In April, the Victorian Parliament passed the Covid-19 Omnibus (Emergency measures) Act 2020 (the Covid-19 Act), which saw a halt in the enactment of the Environment Protection Act 2018 which was initially due to come in to force on 1 July.
Toxic fires during Melbourne restrictions
In the last several weeks, toxic fires at industrial waste plants have polluted communities at Altona North, Campbellfield and Thomastown, while rural regions remain exposed to dangerous levels of pollution from coal–fired power stations whose toxic emission limits are far above those allowed in other countries. Air pollution from coal-fired power stations is responsible for tens of thousands of asthma cases and around 800 premature deaths each year in Australia.
“Environmental disasters don’t stop for COVID so the legislation shouldn’t either. We have waited far too long for the new EP Act as generations of Victorians have paid with their health.” – Nicola Rivers, CO-CEO.
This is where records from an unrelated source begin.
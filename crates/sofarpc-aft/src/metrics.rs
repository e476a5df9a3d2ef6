//! Counters for the regulation loop.
//!
//! Plain `AtomicU64` counters, readable as a serializable snapshot for
//! whatever exporter the host runs.

use std::sync::atomic::{AtomicU64, Ordering};

use serde::{Deserialize, Serialize};

/// Thread-safe counters updated by the regulator.
#[derive(Debug, Default)]
pub struct RegulationMetrics {
    cycles: AtomicU64,
    models_measured: AtomicU64,
    model_failures: AtomicU64,
    abnormal_verdicts: AtomicU64,
    degrades: AtomicU64,
    restore_steps: AtomicU64,
    recoveries: AtomicU64,
    cap_blocks: AtomicU64,
    evictions: AtomicU64,
    weight_failures: AtomicU64,
}

/// Point-in-time copy of [`RegulationMetrics`].
#[derive(Debug, Clone, Default, PartialEq, Eq, Serialize, Deserialize)]
pub struct RegulationMetricsSnapshot {
    /// Regulation cycles completed.
    pub cycles: u64,
    /// Model passes that completed.
    pub models_measured: u64,
    /// Model passes that failed or panicked.
    pub model_failures: u64,
    /// Abnormal verdicts seen while degrading was effective.
    pub abnormal_verdicts: u64,
    /// Providers degraded.
    pub degrades: u64,
    /// Restore steps applied.
    pub restore_steps: u64,
    /// Providers back at origin weight and out of the degrade list.
    pub recoveries: u64,
    /// Degrades skipped because the service was at its cap.
    pub cap_blocks: u64,
    /// Idle stats evicted.
    pub evictions: u64,
    /// Degrade or restore calls the weight store rejected.
    pub weight_failures: u64,
}

impl RegulationMetrics {
    /// Creates zeroed counters.
    pub fn new() -> Self {
        Self::default()
    }

    /// Counts a finished regulation cycle.
    #[inline]
    pub fn record_cycle(&self) {
        self.cycles.fetch_add(1, Ordering::Relaxed);
    }

    /// Counts a model pass that completed.
    #[inline]
    pub fn record_model_measured(&self) {
        self.models_measured.fetch_add(1, Ordering::Relaxed);
    }

    /// Counts a model pass that panicked.
    #[inline]
    pub fn record_model_failure(&self) {
        self.model_failures.fetch_add(1, Ordering::Relaxed);
    }

    /// Counts an abnormal verdict.
    #[inline]
    pub fn record_abnormal(&self) {
        self.abnormal_verdicts.fetch_add(1, Ordering::Relaxed);
    }

    /// Counts a degraded provider.
    #[inline]
    pub fn record_degrade(&self) {
        self.degrades.fetch_add(1, Ordering::Relaxed);
    }

    /// Counts one restore step.
    #[inline]
    pub fn record_restore_step(&self) {
        self.restore_steps.fetch_add(1, Ordering::Relaxed);
    }

    /// Counts a provider back at origin weight.
    #[inline]
    pub fn record_recovery(&self) {
        self.recoveries.fetch_add(1, Ordering::Relaxed);
    }

    /// Counts a degrade skipped at the service cap.
    #[inline]
    pub fn record_cap_block(&self) {
        self.cap_blocks.fetch_add(1, Ordering::Relaxed);
    }

    /// Counts `count` evicted idle stats.
    #[inline]
    pub fn record_evictions(&self, count: u64) {
        self.evictions.fetch_add(count, Ordering::Relaxed);
    }

    /// Counts a degrade or restore the weight store rejected.
    #[inline]
    pub fn record_weight_failure(&self) {
        self.weight_failures.fetch_add(1, Ordering::Relaxed);
    }

    /// Reads every counter.
    pub fn snapshot(&self) -> RegulationMetricsSnapshot {
        RegulationMetricsSnapshot {
            cycles: self.cycles.load(Ordering::Relaxed),
            models_measured: self.models_measured.load(Ordering::Relaxed),
            model_failures: self.model_failures.load(Ordering::Relaxed),
            abnormal_verdicts: self.abnormal_verdicts.load(Ordering::Relaxed),
            degrades: self.degrades.load(Ordering::Relaxed),
            restore_steps: self.restore_steps.load(Ordering::Relaxed),
            recoveries: self.recoveries.load(Ordering::Relaxed),
            cap_blocks: self.cap_blocks.load(Ordering::Relaxed),
            evictions: self.evictions.load(Ordering::Relaxed),
            weight_failures: self.weight_failures.load(Ordering::Relaxed),
        }
    }
}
By overhauling existing regulation in Victoria, the new EP Act would improve air quality and will protect communities that are currently being exposed to toxic pollution, giving them legal recourse.
Not retreating to safety
Victorians are being told to stay in the safety of their homes as the state works to flatten the second wave of Covid-19, but many residents are not retreating to safety – they are retreating to toxicity due to these toxic fires. Community health should not be put at risk from preventable pollution. Had the EP Act come in to force as initially indicated by the Andrews Government, it could have prevented the recent toxic pollution events in Melbourne.
Instead of protecting polluting industries, the government must stop stalling and prioritise bringing in the new EP Act as matter of urgency to protect community health.